The assessment report requires detailed information and a wide range of evidence in respect of the carer’s background, current relationships, family lifestyle, support networks and parenting capacity. The process is designed to help the prospective carers and the assessing social worker to identify the sort of caring which will fit in with their lifestyle, their own wishes and the age, sex and needs of the children they would best be able to care for.


In the assessment the social worker will make an analysis of the strengths and vulnerabilities in the application and make a recommendation in respect of the type of caring and number of child and age range, gender and type of placement.

All prospective foster carers see the complete assessment report and have the opportunity to suggest changes and make their own comments. They are then invited to sign the completed report which is presented to the Fostering Panel.

The Family Placement Service has a Fostering Panel that sits on a scheduled basis. Applicants and approved foster carers are invited and supported to attend Panel in person. There must be five voting people attending Panel, which has to include two independent members and a qualified social worker with three years’ experience in children’s services. Panel is made up of a variety of people who have the appropriate qualifications and/or experience.

The Panel members read all of the reports before Panel sits and at Panel they have further discussions. They will form a view about the applicants and ask questions to the presenting social worker. They will make recommendations for approval or they can defer making a recommendation for further information to be provided. The Agency Decision Maker (ADM) will make the final decision about approval.

Supervision and Support

The Service recognises that supervision and support for carers is vital if they are to feel valued and recommend the service to others. It is important that their work is recognised as providing the major component in meeting the needs of children in placement. Carer satisfaction and retention is essential for a positive, healthy Family Placement Service.

The Service acknowledges that it is reliant on the goodwill of carers’ families and the professional conduct of carers and seeks to treat carers’ homes and families with respect and acknowledge the demanding nature of the tasks they undertake.

Supervising Social Workers visit carers regularly to look at standards of care provided, assist the carer to play their part in promoting the outcomes in the child’s Care Plan and identify any training or additional support needs. Visits should be at least every 6 weeks. In between visits telephone support is available. Visits prior to Looked After Children Review meetings should consider input to the Review and visits post Reviews should consider any updates to the Care Plan to ensure clarity and identify any support needs.

Foster carers should receive payments according to the Payment Scheme in a timely manner. The Scheme is reviewed annually.
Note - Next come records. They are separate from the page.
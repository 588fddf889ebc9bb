use rand::Rng;

/// Returns a uniformly distributed sample in `-1.0 ..= 1.0`.
pub fn white_noise<R: Rng>(rng: &mut R) -> f64 {
    let x = rng.random_range(-1.0..=1.0);
    debug_assert!(x >= -1.0, "{x} is too small");
    debug_assert!(x <= 1.0, "{x} is too big");
    x
}

/// A white noise source that owns its random number generator.
#[derive(Clone, Debug)]
pub struct WhiteNoise<R> {
    rng: R,
    amplitude: f64,
}

impl<R: Rng> WhiteNoise<R> {
    /// Creates a source with peak amplitude `amplitude`.
    pub fn new(rng: R, amplitude: f64) -> Self {
        WhiteNoise { rng, amplitude }
    }

    pub fn next_sample(&mut self) -> f64 {
        white_noise(&mut self.rng) * self.amplitude
    }
}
The Foster Carers Handbook provides invaluable advice and information on relevant policies and procedures.

Foster Carer Forums are held regularly to which all foster carers are invited.

An Out of Hours Telephone Support service is available for foster carers to call for urgent matters for advice and support.

The Family Placement Service provides support groups and fun days, which cater to fostered children and foster carers birth children.


Once approved, all foster carers are required to attend training. A range of training is available including generic and specialised courses. The annual training programme includes the mandatory training for all foster carers and developmental training to meet specific needs. The Department’s intention for the next 12 months is to seek opportunities for foster carers to attend joint training events with social workers, residential staff, family support workers and professionals from other agencies which will enrich the learning and create opportunities for networking and greater understanding of each other’s roles etc.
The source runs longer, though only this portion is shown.